• [Given data]

//! Prometheus metrics middleware.
//!
//! Provides HTTP request/response metrics collection and export.

use axum::{
    body::Body,
    extract::MatchedPath,
    http::{header, Method, Request, StatusCode},
    middleware::Next,
    response::{IntoResponse, Response},
};
use metrics::{counter, histogram};
use metrics_exporter_prometheus::{BuildError, PrometheusBuilder, PrometheusHandle};
use std::sync::OnceLock;
use std::time::Instant;

static PROMETHEUS_HANDLE: OnceLock<PrometheusHandle> = OnceLock::new();

/// Middleware to record HTTP request metrics.
///
/// Records the following metrics:
/// - `http_requests_total`: Counter with labels (method, path, status)
/// - `http_request_duration_seconds`: Histogram with labels (method, path)
pub async fn metrics_middleware(req: Request<Body>, next: Next) -> Response {
    let start = Instant::now();
    let method = method_to_str(req.method());
    let path = req
        .extensions()
        .get::<MatchedPath>()
        .map(|p| p.as_str().to_string())
        .unwrap_or_else(|| req.uri().path().to_string());

    let response = next.run(req).await;

    let duration = start.elapsed().as_secs_f64();
    let status = response.status().as_u16().to_string();

    counter!(
        "http_requests_total",
        "method" => method,
        "path" => path.clone(),
        "status" => status
    )
    .increment(1);

    histogram!(
        "http_request_duration_seconds",
        "method" => method,
        "path" => path
    )
    .record(duration);

    response
}

/// Convert HTTP method to string for metric labels.
fn method_to_str(method: &Method) -> &'static str {
    match *method {
        Method::GET => "GET",
        Method::POST => "POST",
        Method::PUT => "PUT",
        Method::DELETE => "DELETE",
        Method::PATCH => "PATCH",
        Method::HEAD => "HEAD",
        Method::OPTIONS => "OPTIONS",
        _ => "OTHER",
    }
}

pub fn record_user_registered() {
    counter!("users_registered_total").increment(1);
}

/// Login attempts by outcome (`success`, `unknown_user`, `invalid_password`,
/// `invalid_input`).
pub fn record_login(outcome: &'static str) {
    counter!("user_logins_total", "outcome" => outcome).increment(1);
}

/// Handler for `/metrics` in Prometheus text format.
pub async fn metrics_handler() -> Response {
    match PROMETHEUS_HANDLE.get() {
        Some(handle) => (
            StatusCode::OK,
            [(header::CONTENT_TYPE, "text/plain; version=0.0.4")],
            handle.render(),
        )
            .into_response(),
        None => (
            StatusCode::INTERNAL_SERVER_ERROR,
            [(header::CONTENT_TYPE, "text/plain")],
            "Metrics not initialized",
        )
            .into_response(),
    }
}

/// Installs the global Prometheus recorder. Call once at startup, before any
/// metric is recorded; later calls are no-ops.
pub fn init_metrics() -> Result<(), BuildError> {
    if PROMETHEUS_HANDLE.get().is_some() {
        return Ok(());
    }

    let handle = PrometheusBuilder::new()
        .set_buckets(&[0.001, 0.005, 0.01, 0.05, 0.1, 0.2, 0.5, 1.0, 2.0, 5.0])?
        .install_recorder()?;

    let _ = PROMETHEUS_HANDLE.set(handle);
    Ok(())
}
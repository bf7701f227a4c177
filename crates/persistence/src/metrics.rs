//! Database query metrics.

use metrics::histogram;
use std::time::Instant;

/// Records how long a named query took.
pub fn record_query_duration(query_name: &str, duration_secs: f64) {
    histogram!(
        "database_query_duration_seconds",
        "query" => query_name.to_string()
    )
    .record(duration_secs);
}

/// Times a database operation and records it when finished.
///
/// ```ignore
/// let timer = QueryTimer::new("find_users");
/// let result = builder.build_query_as::<UserEntity>().fetch_all(&pool).await;
/// timer.record();
/// ```
pub struct QueryTimer {
    query_name: &'static str,
    start: Instant,
}

impl QueryTimer {
    pub fn new(query_name: &'static str) -> Self {
        Self {
            query_name,
            start: Instant::now(),
        }
    }

    /// Record the elapsed duration to metrics.
    pub fn record(self) {
        record_query_duration(self.query_name, self.start.elapsed().as_secs_f64());
    }
}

• [Exercise prompt] Going through the data above, return each line with the word "OnceLock".

• [Written answer]
use std::sync::OnceLock;
static PROMETHEUS_HANDLE: OnceLock<PrometheusHandle> = OnceLock::new();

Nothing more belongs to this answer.